On Nov. 11, 2003, Ms. Shirek voted with the City Council majority to place Measure J on the March 2004 primary ballot. The summary that appeared on the ballot began, “Shall the Charter of the City of Berkeley be amended to require that candidates for council office be nominated by voters registered in the applicable council district ...” and 62 percent of Berkeley voters said “yes.” Can legislation get less sneaky than that? 

Robert Lauriston 




Editors, Daily Planet: 

I hate to sound like William Safire, but Jaqueline DeBose misuses the language with her phrases “gentrified left wing conspiracy” and “the gentrified left” (“Signature Snafu Knocks Councilmember Shirek Off November Ballot,” Daily Planet, Aug. 10-12). Since gentry refers to a class of people, in the current and local context home owners, the adjective “gentrified” refers to places impacted, changed, or improved by the gentry such as streets and neighborhoods. A conspiracy cannot be gentrified, nor can the left and its wing. “Berkeley’s left-wing gentry” would be the proper term, and not one of abuse, we would hope. 

Toni Mester 




Editors, Daily Planet: 

The Berkeley Unified School District has hired contractors to do work in the beautiful flower beds of Willard. The work was to be on the edges of the garden, but the contractor is using a large John Deere tractor, driving around in the garden beds, killing all the flowers and plants in its way, pulling out plants. The tractor is driving across the roots of trees, imperiling the survivial of the trees. The heavy tractor is compacting the soil—which has taken 12 years to build. Another week of this and the garden will be destroyed. Half of it has already been reduced to bare dirt and dust. And sadly, it’s our tax dollars which is being spent to do this. 
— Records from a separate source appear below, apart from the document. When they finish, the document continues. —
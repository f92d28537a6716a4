use crate::{
    catalog::Catalog,
    error::{
        Error,
        Result,
    },
    session::{
        ControllerSession,
        FETCH_COLLECTION_PATH,
    },
};
use serde_json::Value;
use std::sync::Arc;

/// Fetches catalog collections through an authenticated session, one request per collection.
#[derive(Clone, Debug)]
pub struct CollectionFetcher {
    session: ControllerSession,
    catalog: Arc<Catalog>,
}

impl CollectionFetcher {
    pub fn new(session: ControllerSession, catalog: Arc<Catalog>) -> Self {
        Self { session, catalog }
    }

    pub fn catalog(&self) -> &Catalog {
        &self.catalog
    }

    /// Returns the `data` field of the API browser's answer, `None` when the answer has none. Unknown names fail
    /// before anything is sent, answers that are not a JSON object fail with [`Error::UnexpectedResponse`].
    #[instrument(level = "debug", skip(self))]
    pub async fn fetch(&self, name: &str) -> Result<Option<Value>> {
        let payload = self
            .catalog
            .get(name)
            .ok_or_else(|| Error::UnknownCollection(name.to_string()))?;

        let response = self
            .session
            .client()
            .post(self.session.endpoint(FETCH_COLLECTION_PATH))
            .form(&payload.form_fields())
            .send()
            .await?;
        debug!(status = response.status().as_u16(), "fetch_collection response");

        match response.json::<Value>().await? {
            Value::Object(mut body) => Ok(body.remove("data")),
            other => Err(Error::UnexpectedResponse {
                collection: name.to_string(),
                kind: json_kind(&other),
            }),
        }
    }
}

fn json_kind(value: &Value) -> &'static str {
    match value {
        Value::Null => "null",
        Value::Bool(_) => "a boolean",
        Value::Number(_) => "a number",
        Value::String(_) => "a string",
        Value::Array(_) => "an array",
        Value::Object(_) => "an object",
    }
}
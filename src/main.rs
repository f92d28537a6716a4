use clap::Parser;
use color_eyre::Result;
use unifi_scraper::{
    init_errors,
    init_logging,
    Catalog,
};
use unifi_scraper_config::{
    Args,
    Config,
};

#[tokio::main]
async fn main() -> Result<()> {
    init_errors()?;
    let args = Args::parse();
    let list_collections = args.list_collections;
    let config = Config::new(args)?;
    init_logging(config.verbose)?;

    let catalog = match &config.catalog {
        Some(path) => Catalog::load(path)?,
        None => Catalog::builtin()?,
    };

    if list_collections {
        for name in catalog.names() {
            println!("{name}");
        }
        return Ok(());
    }

    unifi_scraper::run(&config, catalog).await?;
    Ok(())
}
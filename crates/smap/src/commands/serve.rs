//! `smap serve` command implementation.

use std::path::PathBuf;

use clap::Args;
use smap_config::{CliSettings, Config};
use smap_server::{run_server, server_config_from_smap_config};

use crate::error::CliError;
use crate::output::Output;

/// Arguments for the serve command.
#[derive(Args)]
pub(crate) struct ServeArgs {
    /// Path to configuration file (default: auto-discover smap.toml).
    #[arg(short, long)]
    config: Option<PathBuf>,

    /// Directory with published sitemaps (overrides config).
    #[arg(short, long)]
    sitemap_dir: Option<PathBuf>,

    /// Host to bind to (overrides config).
    #[arg(long)]
    host: Option<String>,

    /// Port to bind to (overrides config).
    #[arg(short, long)]
    port: Option<u16>,

    /// Enable verbose output (log every request).
    #[arg(short, long)]
    pub verbose: bool,
}

impl ServeArgs {
    /// Execute the serve command.
    ///
    /// # Errors
    ///
    /// Returns an error if configuration fails or the server fails to start.
    pub(crate) async fn execute(self) -> Result<(), CliError> {
        let output = Output::new();

        let cli_settings = CliSettings {
            host: self.host,
            port: self.port,
            sitemap_dir: self.sitemap_dir,
            ..CliSettings::default()
        };
        let config = Config::load(self.config.as_deref(), Some(&cli_settings))?;

        output.info(&format!(
            "Starting server on {}:{}",
            config.server.host, config.server.port
        ));
        output.info(&format!(
            "Sitemap directory: {}",
            config.output_resolved.sitemap_dir.display()
        ));
        if config.general.domain.is_empty() {
            output.warning("No default domain configured: unknown hosts will get 404");
        } else {
            output.info(&format!("Default domain: {}", config.general.domain));
        }

        let server_config = server_config_from_smap_config(&config);
        run_server(server_config)
            .await
            .map_err(|e| CliError::Server(e.to_string()))?;

        Ok(())
    }
}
The north plot is basically emptied out. There’s a row of roses in the front, and a few trees, but it’s barren behind it all. Stop by and look—it’s horrible. 

Please call and ask BUSD to stop this destruction. Ask them to get that tractor out of the garden! 

Yolanda Huang  




Editors, Daily Planet: 

I would like to expand briefly on a comment made by Professors Gutierrez and Altieri (“Reflections on Berkeley-Novartis Report,” Daily Planet, Aug.10-12). Invasive pest species cause hundreds of millions in losses in California alone. It turns out that over 100 exotic species enter the United States each year. Many fail to establish, but at least three or four find suitable homes and multiply to pest levels—many serious. (Take weeds for example: Approximately one-half of the major weeds in the U.S. were introduced from other lands.)  

This ongoing influx of foreign pests would be formidable if it weren’t for the fact that most have co-evolved natural enemies that hold them in balance in their native areas. Biological control practitioners search out these natural enemies, test them for safety of release, and then place them in areas where their hosts have become pests. This is a familiar story to many of your readers, but often overlooked is the fact that nature provides this pest control service free. This is the type of public service that UC Berkeley excelled at its Gill Tract location (corner, Marin and San Pablo Avenues) from the mid 1940’s until recent years. The balance sheet on these efforts is measured annually in multi-millions of dollars in pest control savings to the California public both directly (farmers) and indirectly (less pesticide pollution). Although these organisms are not be sold for profit, they enhance California’s bottom line. 

As you might guess, these natural enemies are a key element in integrated pest management efforts, so critical to the sustainable food production programs we hear so much about.  

Lloyd Andres 





Editors, Daily Planet: 

Apparently readers who find the Police Blotter insensitive have one point, Richard Brenneman sometimes makes light of serious street crime. Maybe he will take a hint from one of the finest editors working in the U.S. today, Kevin L. Hoover of the Arcata Eye, who writes the police log with his sensitivities intact.